- About this exercise
The expected output is the data itself, duplicated in full.
──────── Data for analysis
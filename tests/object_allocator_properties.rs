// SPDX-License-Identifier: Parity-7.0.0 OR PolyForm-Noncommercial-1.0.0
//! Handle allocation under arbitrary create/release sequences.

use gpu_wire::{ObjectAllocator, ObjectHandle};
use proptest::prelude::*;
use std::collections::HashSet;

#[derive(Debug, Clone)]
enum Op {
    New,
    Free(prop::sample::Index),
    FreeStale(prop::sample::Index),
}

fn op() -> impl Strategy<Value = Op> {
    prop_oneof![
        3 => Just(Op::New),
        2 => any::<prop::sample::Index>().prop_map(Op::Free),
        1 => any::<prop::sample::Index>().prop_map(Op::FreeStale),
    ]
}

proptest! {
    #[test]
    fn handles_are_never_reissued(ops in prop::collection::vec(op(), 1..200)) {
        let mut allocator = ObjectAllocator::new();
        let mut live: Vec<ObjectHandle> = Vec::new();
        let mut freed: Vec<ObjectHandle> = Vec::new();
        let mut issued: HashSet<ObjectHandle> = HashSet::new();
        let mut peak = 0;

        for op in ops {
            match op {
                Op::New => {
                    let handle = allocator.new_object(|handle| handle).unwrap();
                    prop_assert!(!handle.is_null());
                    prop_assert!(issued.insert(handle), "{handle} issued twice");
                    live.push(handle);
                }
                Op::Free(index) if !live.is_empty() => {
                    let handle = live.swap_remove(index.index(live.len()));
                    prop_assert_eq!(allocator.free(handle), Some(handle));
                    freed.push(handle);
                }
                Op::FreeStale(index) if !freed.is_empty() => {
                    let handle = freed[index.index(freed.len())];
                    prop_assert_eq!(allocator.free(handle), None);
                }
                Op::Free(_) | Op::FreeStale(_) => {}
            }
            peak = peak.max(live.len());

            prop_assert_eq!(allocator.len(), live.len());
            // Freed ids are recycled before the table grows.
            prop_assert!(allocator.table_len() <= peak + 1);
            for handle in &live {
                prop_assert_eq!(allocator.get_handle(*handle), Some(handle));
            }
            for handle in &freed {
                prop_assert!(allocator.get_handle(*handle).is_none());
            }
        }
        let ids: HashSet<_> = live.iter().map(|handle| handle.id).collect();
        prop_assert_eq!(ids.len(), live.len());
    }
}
────────────────
- Solved problem
filename tests/object_allocator_properties.rs
// SPDX-License-Identifier: Parity-7.0.0 OR PolyForm-Noncommercial-1.0.0
//! Handle allocation under arbitrary create/release sequences.

use gpu_wire::{ObjectAllocator, ObjectHandle};
use proptest::prelude::*;
use std::collections::HashSet;

#[derive(Debug, Clone)]
enum Op {
    New,
    Free(prop::sample::Index),
    FreeStale(prop::sample::Index),
}

fn op() -> impl Strategy<Value = Op> {
    prop_oneof![
        3 => Just(Op::New),
        2 => any::<prop::sample::Index>().prop_map(Op::Free),
        1 => any::<prop::sample::Index>().prop_map(Op::FreeStale),
    ]
}

proptest! {
    #[test]
    fn handles_are_never_reissued(ops in prop::collection::vec(op(), 1..200)) {
        let mut allocator = ObjectAllocator::new();
        let mut live: Vec<ObjectHandle> = Vec::new();
        let mut freed: Vec<ObjectHandle> = Vec::new();
        let mut issued: HashSet<ObjectHandle> = HashSet::new();
        let mut peak = 0;

        for op in ops {
            match op {
                Op::New => {
                    let handle = allocator.new_object(|handle| handle).unwrap();
                    prop_assert!(!handle.is_null());
                    prop_assert!(issued.insert(handle), "{handle} issued twice");
                    live.push(handle);
                }
                Op::Free(index) if !live.is_empty() => {
                    let handle = live.swap_remove(index.index(live.len()));
                    prop_assert_eq!(allocator.free(handle), Some(handle));
                    freed.push(handle);
                }
                Op::FreeStale(index) if !freed.is_empty() => {
                    let handle = freed[index.index(freed.len())];
                    prop_assert_eq!(allocator.free(handle), None);
                }
                Op::Free(_) | Op::FreeStale(_) => {}
            }
            peak = peak.max(live.len());

            prop_assert_eq!(allocator.len(), live.len());
            // Freed ids are recycled before the table grows.
            prop_assert!(allocator.table_len() <= peak + 1);
            for handle in &live {
                prop_assert_eq!(allocator.get_handle(*handle), Some(handle));
            }
            for handle in &freed {
                prop_assert!(allocator.get_handle(*handle).is_none());
            }
        }
        let ids: HashSet<_> = live.iter().map(|handle| handle.id).collect();
        prop_assert_eq!(ids.len(), live.len());
    }
}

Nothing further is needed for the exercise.